Forecasting Local Ionospheric Parameters Using Transformers

TL;DR

This paper introduces LIFT, a transformer-based neural network model that forecasts key ionospheric parameters with high accuracy and uncertainty quantification, incorporating exogenous variables for improved predictions across locations and times.

Contribution

The paper presents a novel transformer-based model, LIFT, for ionospheric forecasting that integrates exogenous variables and demonstrates generalization to new locations and times.

Findings

LIFT provides accurate 24-hour ionospheric forecasts.

The model effectively quantifies uncertainty in predictions.

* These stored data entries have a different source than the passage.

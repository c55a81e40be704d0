//! Splits text into byte-budget-bound chunks on rune (char) boundaries,
//! preferring to break at the end of a sentence or clause near the end of
//! each chunk rather than mid-sentence.

use crate::config::constants::MAX_CHUNK_BYTES;

/// One chunk of the original text plus the rune (char) offset at which it
/// started in the source text. The offset is carried forward so per-chunk
/// SSML mark positions can be re-based into the original text's coordinate
/// space after synthesis.
#[derive(Debug, Clone, PartialEq)]
pub struct TextChunk {
    pub text: String,
    pub char_offset: usize,
}

const TERMINATORS: &[char] = &['\n', '。', '.', '!', '?', '！', '？'];

/// Split `text` into chunks no larger than `max_bytes` UTF-8 bytes each.
///
/// Within the last 20% of a chunk's byte budget, the split point backs up
/// to the nearest terminator so chunks tend to end on a sentence boundary;
/// otherwise it splits exactly at the byte budget.
pub fn split(text: &str, max_bytes: usize) -> Vec<TextChunk> {
    if text.len() <= max_bytes {
        return vec![TextChunk {
            text: text.to_string(),
            char_offset: 0,
        }];
    }

    let runes: Vec<char> = text.chars().collect();
    let mut chunks = Vec::new();
    let mut start = 0usize;

    while start < runes.len() {
        let mut byte_count = 0usize;
        let mut end = start;

        while end < runes.len() {
            let rune_len = runes[end].len_utf8();
            if byte_count + rune_len > max_bytes {
                break;
            }
            byte_count += rune_len;
            end += 1;
        }

        if end == start {
            end = (start + 1).min(runes.len());
        }

        let min_boundary = start + (end - start) * 4 / 5;
        let mut split_at = end;
        let mut found = false;

        let mut i = end;
        while i > min_boundary {
            i -= 1;
            if TERMINATORS.contains(&runes[i]) {
                split_at = i + 1;
                found = true;
                break;
            }
        }

        if !found {
            split_at = end;
        }

        if split_at <= start {
            split_at = end.max(start + 1);
        }

        chunks.push(TextChunk {
            text: runes[start..split_at].iter().collect(),
            char_offset: start,
        });
        start = split_at;
    }

    chunks
}

/// Split using the default chunk budget the synthesis pipeline operates
/// under.
pub fn split_default(text: &str) -> Vec<TextChunk> {
    split(text, MAX_CHUNK_BYTES)
}
use axum::extract::Request;
use axum::http::HeaderMap;
use std::net::IpAddr;

/// Extract API key from HTTP headers
///
/// Supports both X-API-Key header and Authorization: Bearer header.
/// X-API-Key takes precedence if both are present.
///
/// # Examples
///
/// ```
/// use axum::http::HeaderMap;
/// use porua_tts_jobs::utils::header_utils::extract_api_key;
///
/// let mut headers = HeaderMap::new();
/// headers.insert("x-api-key", "my-secret-key".parse().unwrap());
/// assert_eq!(extract_api_key(&headers), Some("my-secret-key".to_string()));
/// ```
pub fn extract_api_key(headers: &HeaderMap) -> Option<String> {
    // Try X-API-Key header first
    if let Some(key) = headers.get("x-api-key") {
        if let Ok(key_str) = key.to_str() {
            return Some(key_str.to_string());
        }
    }

    // Try Authorization: Bearer header
    if let Some(auth) = headers.get("authorization") {
        if let Ok(auth_str) = auth.to_str() {
            if let Some(stripped) = auth_str.strip_prefix("Bearer ") {
                return Some(stripped.to_string());
            }
        }
    }

    None
}

/// Extract a client IP address from `X-Forwarded-For` (first hop) or
/// `X-Real-IP`, for per-IP rate limiting in front of a proxy/load balancer.
pub fn extract_client_ip(req: &Request) -> Result<IpAddr, String> {
    if let Some(forwarded) = req.headers().get("x-forwarded-for") {
        if let Ok(forwarded_str) = forwarded.to_str() {
            if let Some(first_ip) = forwarded_str.split(',').next() {
                if let Ok(ip) = first_ip.trim().parse() {
                    return Ok(ip);
                }
            }
        }
    }

    if let Some(real_ip) = req.headers().get("x-real-ip") {
        if let Ok(ip_str) = real_ip.to_str() {
            if let Ok(ip) = ip_str.trim().parse() {
                return Ok(ip);
            }
        }
    }

    Err("no client IP found in request headers".to_string())
}

#[cfg(test)]
mod tests {
    use super::*;

    #[test]
    fn test_extract_api_key_x_api_key_header() {
        let mut headers = HeaderMap::new();
        headers.insert("x-api-key", "test-key".parse().unwrap());
        assert_eq!(extract_api_key(&headers), Some("test-key".to_string()));
    }

    #[test]
    fn test_extract_api_key_bearer_token() {
        let mut headers = HeaderMap::new();
        headers.insert("authorization", "Bearer test-token".parse().unwrap());
        assert_eq!(extract_api_key(&headers), Some("test-token".to_string()));
    }

    #[test]
    fn test_extract_api_key_prefers_x_api_key() {
        let mut headers = HeaderMap::new();
        headers.insert("x-api-key", "x-key".parse().unwrap());
        headers.insert("authorization", "Bearer bearer-key".parse().unwrap());
        assert_eq!(extract_api_key(&headers), Some("x-key".to_string()));
    }

    #[test]
    fn test_extract_api_key_no_header() {
        let headers = HeaderMap::new();
        assert_eq!(extract_api_key(&headers), None);
    }

    #[test]
    fn test_extract_api_key_invalid_bearer_format() {
        let mut headers = HeaderMap::new();
        headers.insert("authorization", "InvalidFormat".parse().unwrap());
        assert_eq!(extract_api_key(&headers), None);
    }

    fn request_with_header(name: &str, value: &str) -> Request {
        Request::builder()
            .header(name, value)
            .body(axum::body::Body::empty())
            .unwrap()
    }

    #[test]
    fn test_extract_client_ip_from_forwarded_for() {
        let req = request_with_header("x-forwarded-for", "203.0.113.5, 10.0.0.1");
        assert_eq!(
            extract_client_ip(&req).unwrap(),
            "203.0.113.5".parse::<IpAddr>().unwrap()
        );
    }

    #[test]
    fn test_extract_client_ip_from_real_ip() {
        let req = request_with_header("x-real-ip", "198.51.100.7");
        assert_eq!(
            extract_client_ip(&req).unwrap(),
            "198.51.100.7".parse::<IpAddr>().unwrap()
        );
    }

    #[test]
    fn test_extract_client_ip_missing_headers_errors() {
        let req = Request::builder().body(axum::body::Body::empty()).unwrap();
        assert!(extract_client_ip(&req).is_err());
    }
}
use porua_tts_jobs::audio::wav;

/// Build a synthetic mono 16-bit PCM WAV with `num_samples` of silence.
fn make_wav(sample_rate: u32, num_samples: usize) -> Vec<u8> {
    let byte_rate = sample_rate * 2;
    let data_len = (num_samples * 2) as u32;
    let riff_len = 36 + data_len;

    let mut wav = Vec::with_capacity(44 + data_len as usize);
    wav.extend_from_slice(b"RIFF");
    wav.extend_from_slice(&riff_len.to_le_bytes());
    wav.extend_from_slice(b"WAVE");
    wav.extend_from_slice(b"fmt ");
    wav.extend_from_slice(&16u32.to_le_bytes());
    wav.extend_from_slice(&1u16.to_le_bytes()); // PCM
    wav.extend_from_slice(&1u16.to_le_bytes()); // mono
    wav.extend_from_slice(&sample_rate.to_le_bytes());
    wav.extend_from_slice(&byte_rate.to_le_bytes());
    wav.extend_from_slice(&2u16.to_le_bytes()); // block align
    wav.extend_from_slice(&16u16.to_le_bytes()); // bits per sample
    wav.extend_from_slice(b"data");
    wav.extend_from_slice(&data_len.to_le_bytes());
    wav.extend(std::iter::repeat(0u8).take(data_len as usize));
    wav
}

#[test]
fn calculates_one_second_of_silence() {
    let wav_bytes = make_wav(24000, 24000);
    let duration = wav::duration(&wav_bytes);
    assert!((duration - 1.0).abs() < 0.001);
}

#[test]
fn concatenates_two_chunks_into_one_playable_file() {
    let first = make_wav(16000, 8000);
    let second = make_wav(16000, 4000);

    let combined = wav::concatenate(&[first, second]).unwrap();
    let duration = wav::duration(&combined);

    assert!((duration - 0.75).abs() < 0.001);
}
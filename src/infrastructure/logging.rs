use tracing_appender::non_blocking::WorkerGuard;
use tracing_subscriber::{fmt, layer::SubscriberExt, util::SubscriberInitExt, EnvFilter};

const LOG_DIR: &str = "logs";
const LOG_FILE: &str = "classbot.log";

/// JSON lines to a daily file under `logs/`, plain text to stdout.
/// Keep the returned guard alive or buffered file output is lost.
pub fn init_logging() -> WorkerGuard {
    let file_appender = tracing_appender::rolling::daily(LOG_DIR, LOG_FILE);
    let (non_blocking_writer, guard) = tracing_appender::non_blocking(file_appender);

    let file_layer = fmt::layer().with_writer(non_blocking_writer).json();

    let console_layer = fmt::layer().with_writer(std::io::stdout);

    let filter = EnvFilter::try_from_default_env().unwrap_or_else(|_| EnvFilter::new("info"));

    tracing_subscriber::registry()
        .with(filter)
        .with(file_layer)
        .with(console_layer)
        .init();

    guard
}
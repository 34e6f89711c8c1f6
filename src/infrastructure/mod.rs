pub mod config;
pub mod health;
pub mod logging;
pub mod registry;
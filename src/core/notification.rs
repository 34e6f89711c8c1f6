use crate::core::dialogue::Reservation;
use crate::core::record::FieldSet;

/// Text sent to the admin chat after a class is reserved. Unlike the
/// student-facing summary this includes admin-only fields.
pub fn render_admin_notice(reservation: &Reservation, fields: FieldSet) -> String {
    let record = &reservation.record;
    let details = fields
        .fields()
        .iter()
        .map(|&field| format!("{}: {}", field.label(), record.value_of(field)))
        .collect::<Vec<_>>()
        .join("\n");

    format!(
        "📌 New class reservation:\n\n{}\n\nStudent id: {}\nStudent username: {}\n\nTeacher id: {}\nTeacher username: {}",
        details,
        reservation.student.id,
        reservation.student.handle(),
        record.teacher_id,
        record.teacher_handle()
    )
}
use axum::{http::StatusCode, routing::get, Router};
use std::net::SocketAddr;
use tokio::net::TcpListener;

/// Liveness endpoint for the hosting platform: every GET answers `200 OK`.
pub fn router() -> Router {
    Router::new()
        .route("/", get(ok))
        .route("/*path", get(ok))
}

async fn ok() -> (StatusCode, &'static str) {
    (StatusCode::OK, "OK")
}

pub async fn serve(port: u16) -> std::io::Result<()> {
    let addr = SocketAddr::from(([0, 0, 0, 0], port));
    let listener = TcpListener::bind(addr).await?;
    log::info!("Health check listening on http://{}", addr);
    axum::serve(listener, router()).await
}
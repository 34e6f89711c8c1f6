use crate::core::record::ClassRecord;
use std::fs;
use std::io::{self, Write};
use std::path::{Path, PathBuf};
use tempfile::NamedTempFile;
use thiserror::Error;

#[derive(Debug, Error)]
pub enum RegistryError {
    #[error("Registry I/O failed: {0}")]
    Io(#[from] io::Error),
    #[error("Registry encoding failed: {0}")]
    Encode(#[from] serde_json::Error),
    #[error("Registry file could not be replaced: {0}")]
    Persist(#[from] tempfile::PersistError),
    #[error("No class at index {index} (registry holds {len})")]
    OutOfRange { index: usize, len: usize },
}

/// Shared store of offered classes.
///
/// Every operation is a full read-modify-write with no locking: two callers
/// mutating at the same time race and the last writer wins.
pub trait RegistryStore: Send + Sync {
    /// Never fails; anything unreadable counts as an empty registry.
    fn load_all(&self) -> Vec<ClassRecord>;

    fn save_all(&self, records: &[ClassRecord]) -> Result<(), RegistryError>;

    fn append(&self, record: ClassRecord) -> Result<(), RegistryError> {
        let mut records = self.load_all();
        records.push(record);
        self.save_all(&records)
    }

    fn remove_at(&self, index: usize) -> Result<ClassRecord, RegistryError> {
        let mut records = self.load_all();
        if index >= records.len() {
            return Err(RegistryError::OutOfRange {
                index,
                len: records.len(),
            });
        }
        let removed = records.remove(index);
        self.save_all(&records)?;
        Ok(removed)
    }
}

/// Registry kept as a pretty-printed JSON array in a single file.
#[derive(Debug, Clone)]
pub struct JsonFileRegistry {
    path: PathBuf,
}

impl JsonFileRegistry {
    pub fn new(path: impl Into<PathBuf>) -> Self {
        Self { path: path.into() }
    }

    pub fn path(&self) -> &Path {
        &self.path
    }

    fn directory(&self) -> &Path {
        match self.path.parent() {
            Some(dir) if !dir.as_os_str().is_empty() => dir,
            _ => Path::new("."),
        }
    }
}

impl RegistryStore for JsonFileRegistry {
    fn load_all(&self) -> Vec<ClassRecord> {
        let raw = match fs::read_to_string(&self.path) {
            Ok(raw) => raw,
            Err(e) if e.kind() == io::ErrorKind::NotFound => return Vec::new(),
            Err(e) => {
                log::warn!("Could not read registry {}: {}", self.path.display(), e);
                return Vec::new();
            }
        };
        match serde_json::from_str(&raw) {
            Ok(records) => records,
            Err(e) => {
                log::warn!(
                    "Registry {} is malformed, treating it as empty: {}",
                    self.path.display(),
                    e
                );
                Vec::new()
            }
        }
    }

    fn save_all(&self, records: &[ClassRecord]) -> Result<(), RegistryError> {
        let mut tmp = NamedTempFile::new_in(self.directory())?;
        serde_json::to_writer_pretty(&mut tmp, records)?;
        tmp.write_all(b"\n")?;
        tmp.as_file().sync_all()?;
        tmp.persist(&self.path)?;
        log::debug!("Saved {} classes to {}", records.len(), self.path.display());
        Ok(())
    }
}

LIFT outperforms the IRI model in performance metrics.

Abstract

We present a novel method for forecasting key ionospheric parameters using transformer-based neural networks. The model provides accurate forecasts and uncertainty quantification of the F2-layer peak plasma frequency (foF2), the F2-layer peak density height (hmF2), and total electron content (TEC) for a given geographic location. It includes a number of exogenous variables, including F10.7cm solar flux and disturbance storm time (Dst). We demonstrate how transformers can be trained in a data assimilation-like fashion that uses these exogenous variables along with naive predictions from climatology to generate 24-hour forecasts with nonparametric uncertainty bounds. We call this method the Local Ionospheric Forecast Transformer (LIFT). We demonstrate that the trained model can generalize to new geographic locations and time periods not seen during training, and we compare its performance to that of the International Reference Ionosphere (IRI) using CCIR coefficients.